Despite not having enough votes to confirm Richard Cordray as director to the Consumer Financial Protection Bureau, Senate Democrats believe their efforts will portray them as middle class advocates.
Senate Democratic leadership staff say that the “no” vote on the nomination gives Democrats the leverage to accuse Republicans of being “pawns of the financial industry,” according to RollCall.com.
The White House put heavy pressure on Senators from the states of Alaska, Indiana, Iowa, Maine, Nevada, Tennessee and Utah a week before the vote that took place on Thursday.

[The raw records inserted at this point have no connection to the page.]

use serde::{Deserialize, Serialize};

const NOTE_NAMES: [&str; 12] = [
    "C", "C#", "D", "D#", "E", "F", "F#", "G", "G#", "A", "A#", "B",
];

/// Named durations in beats (quarter note = 1 beat).
pub const DURATIONS: [(&str, f64); 9] = [
    ("sixteenth", 0.25),
    ("dotted_sixteenth", 0.375),
    ("eighth", 0.5),
    ("dotted_eighth", 0.75),
    ("quarter", 1.0),
    ("dotted_quarter", 1.5),
    ("half", 2.0),
    ("dotted_half", 3.0),
    ("whole", 4.0),
];

/// Dynamic markings and the velocity each one decodes to.
pub const DYNAMICS: [(&str, u8); 6] = [
    ("pp", 25),
    ("p", 35),
    ("mp", 50),
    ("mf", 65),
    ("f", 85),
    ("ff", 100),
];

/// Maximum distance in beats for a duration to snap to a named duration.
pub const DURATION_TOLERANCE: f64 = 0.1;

/// A timed, pitched event measured in beats.
///
/// The three `*_name` fields are the human-readable labels used to build
/// compound tokens. They may be empty on notes built by hand with
/// [`Note::with_names`]; quantization fills in the missing ones.
#[derive(Debug, Clone, PartialEq, Serialize, Deserialize)]
pub struct Note {
    pub pitch: u8,
    pub start_time: f64,
    pub end_time: f64,
    pub velocity: u8,
    #[serde(default)]
    pub pitch_name: String,
    #[serde(default)]
    pub duration_name: String,
    #[serde(default)]
    pub dynamic_name: String,
}

impl Note {
    /// Create a note and derive its pitch, duration and dynamic names.
    pub fn new(pitch: u8, start_time: f64, end_time: f64, velocity: u8) -> Self {
        let duration_name = beats_to_duration_name(end_time - start_time)
            .unwrap_or("quarter")
            .to_string();
        Note {
            pitch,
            start_time,
            end_time,
            velocity,
            pitch_name: pitch_to_name(pitch),
            duration_name,
            dynamic_name: velocity_to_dynamic(velocity).to_string(),
        }
    }

    /// Create a note with explicit labels, taken as-is.
    pub fn with_names(
        pitch: u8,
        start_time: f64,
        end_time: f64,
        velocity: u8,
        pitch_name: impl Into<String>,
        duration_name: impl Into<String>,
        dynamic_name: impl Into<String>,
    ) -> Self {
        Note {
            pitch,
            start_time,
            end_time,
            velocity,
            pitch_name: pitch_name.into(),
            duration_name: duration_name.into(),
            dynamic_name: dynamic_name.into(),
        }
    }

    pub fn duration(&self) -> f64 {
        self.end_time - self.start_time
    }
}

/// Convert a MIDI note number to a name such as "C4" or "F#5".
pub fn pitch_to_name(pitch: u8) -> String {
    let name = NOTE_NAMES[(pitch % 12) as usize];
    let octave = (pitch / 12) as i32 - 1;
    format!("{}{}", name, octave)
}

/// Parse a pitch name back to its MIDI note number.
///
/// Accepts sharps written as `#` or `s` ("C#4", "Cs4"), flats written as `b`
/// ("Db4") and negative octaves ("C-1"). Returns `None` for anything that is
/// not a pitch or falls outside 0-127.
pub fn name_to_pitch(name: &str) -> Option<u8> {
    let mut chars = name.chars();
    let base: i32 = match chars.next()? {
        'C' => 0,
        'D' => 2,
        'E' => 4,
        'F' => 5,
        'G' => 7,
        'A' => 9,
        'B' => 11,
        _ => return None,
    };

    let rest = chars.as_str();
    let (shift, octave_str) = match rest.chars().next()? {
        '#' | 's' => (1, &rest[1..]),
        'b' => (-1, &rest[1..]),
        _ => (0, rest),
    };

    if octave_str.is_empty() || octave_str.starts_with('+') {
        return None;
    }
    let octave: i32 = octave_str.parse().ok()?;
    let pitch = (octave + 1) * 12 + base + shift;
    u8::try_from(pitch).ok().filter(|p| *p <= 127)
}

/// Map a MIDI velocity to a dynamic marking.
pub fn velocity_to_dynamic(velocity: u8) -> &'static str {
    match velocity {
        0..=19 => "pp",
        20..=39 => "p",
        40..=59 => "mp",
        60..=79 => "mf",
        80..=99 => "f",
        _ => "ff",
    }
}

/// Map a dynamic marking to a representative velocity.
pub fn dynamic_to_velocity(dynamic: &str) -> Option<u8> {
    DYNAMICS
        .iter()
        .find(|(name, _)| *name == dynamic)
        .map(|(_, velocity)| *velocity)
}

/// Snap a length in beats to the nearest named duration.
///
/// Returns `None` when nothing lies within [`DURATION_TOLERANCE`]; callers
/// pick their own fallback.
pub fn beats_to_duration_name(beats: f64) -> Option<&'static str> {
    let (name, value) = DURATIONS
        .iter()
        .min_by(|a, b| (a.1 - beats).abs().total_cmp(&(b.1 - beats).abs()))?;
    ((value - beats).abs() < DURATION_TOLERANCE).then_some(*name)
}

/// Length in beats of a named duration. Unknown names count as a quarter note.
pub fn duration_name_to_beats(name: &str) -> f64 {
    DURATIONS
        .iter()
        .find(|(n, _)| *n == name)
        .map(|(_, beats)| *beats)
        .unwrap_or(1.0)
}

#[derive(Debug, Clone, Copy, PartialEq, Serialize, Deserialize)]
pub struct PitchSpan {
    pub min: u8,
    pub max: u8,
    pub span: u8,
}

/// Summary statistics for a melody.
#[derive(Debug, Clone, PartialEq, Serialize, Deserialize)]
pub struct MelodyStats {
    pub num_notes: usize,
    pub pitch_range: PitchSpan,
    pub total_beats: f64,
    pub avg_note_duration: f64,
    pub min_duration: f64,
    pub max_duration: f64,
    pub avg_velocity: f64,
    pub min_velocity: u8,
    pub max_velocity: u8,
    /// Notes per beat.
    pub note_density: f64,
}

impl MelodyStats {
    /// Returns `None` for an empty melody.
    pub fn from_notes(notes: &[Note]) -> Option<Self> {
        let last = notes.last()?;
        let count = notes.len() as f64;

        let min_pitch = notes.iter().map(|n| n.pitch).min()?;
        let max_pitch = notes.iter().map(|n| n.pitch).max()?;
        let durations: Vec<f64> = notes.iter().map(Note::duration).collect();
        let total_beats = last.end_time;

        Some(MelodyStats {
            num_notes: notes.len(),
            pitch_range: PitchSpan {
                min: min_pitch,
                max: max_pitch,
                span: max_pitch - min_pitch,
            },
            total_beats,
            avg_note_duration: durations.iter().sum::<f64>() / count,
            min_duration: durations.iter().copied().fold(f64::INFINITY, f64::min),
            max_duration: durations.iter().copied().fold(f64::NEG_INFINITY, f64::max),
            avg_velocity: notes.iter().map(|n| n.velocity as f64).sum::<f64>() / count,
            min_velocity: notes.iter().map(|n| n.velocity).min()?,
            max_velocity: notes.iter().map(|n| n.velocity).max()?,
            note_density: if total_beats > 0.0 {
                count / total_beats
            } else {
                count
            },
        })
    }
}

Unmoved by the last-ditch efforts, Senate Republicans ultimately rejected the confirmation and called the vote for Cordray a political stunt meant to give Democrats talking points on their campaign trails.
“Republicans are trying to increase the accountability of a largely unaccountable agency,” a Senate GOP aide said, RollCall.com reports. “I don’t think the [Democratic] argument holds water.”
Throughout the debate over Cordray’s nomination, Senate Republicans have said that they want the bureau to be funded through Congressional appropriations instead of the Federal Reserve System. They also want the position of the director to be replaced with a bipartisan commission.
Other federal financial regulatory agencies, including the SEC, the Commodity Futures Trading Commission and the FDIC, all receive funding through Congress and are structured with a board.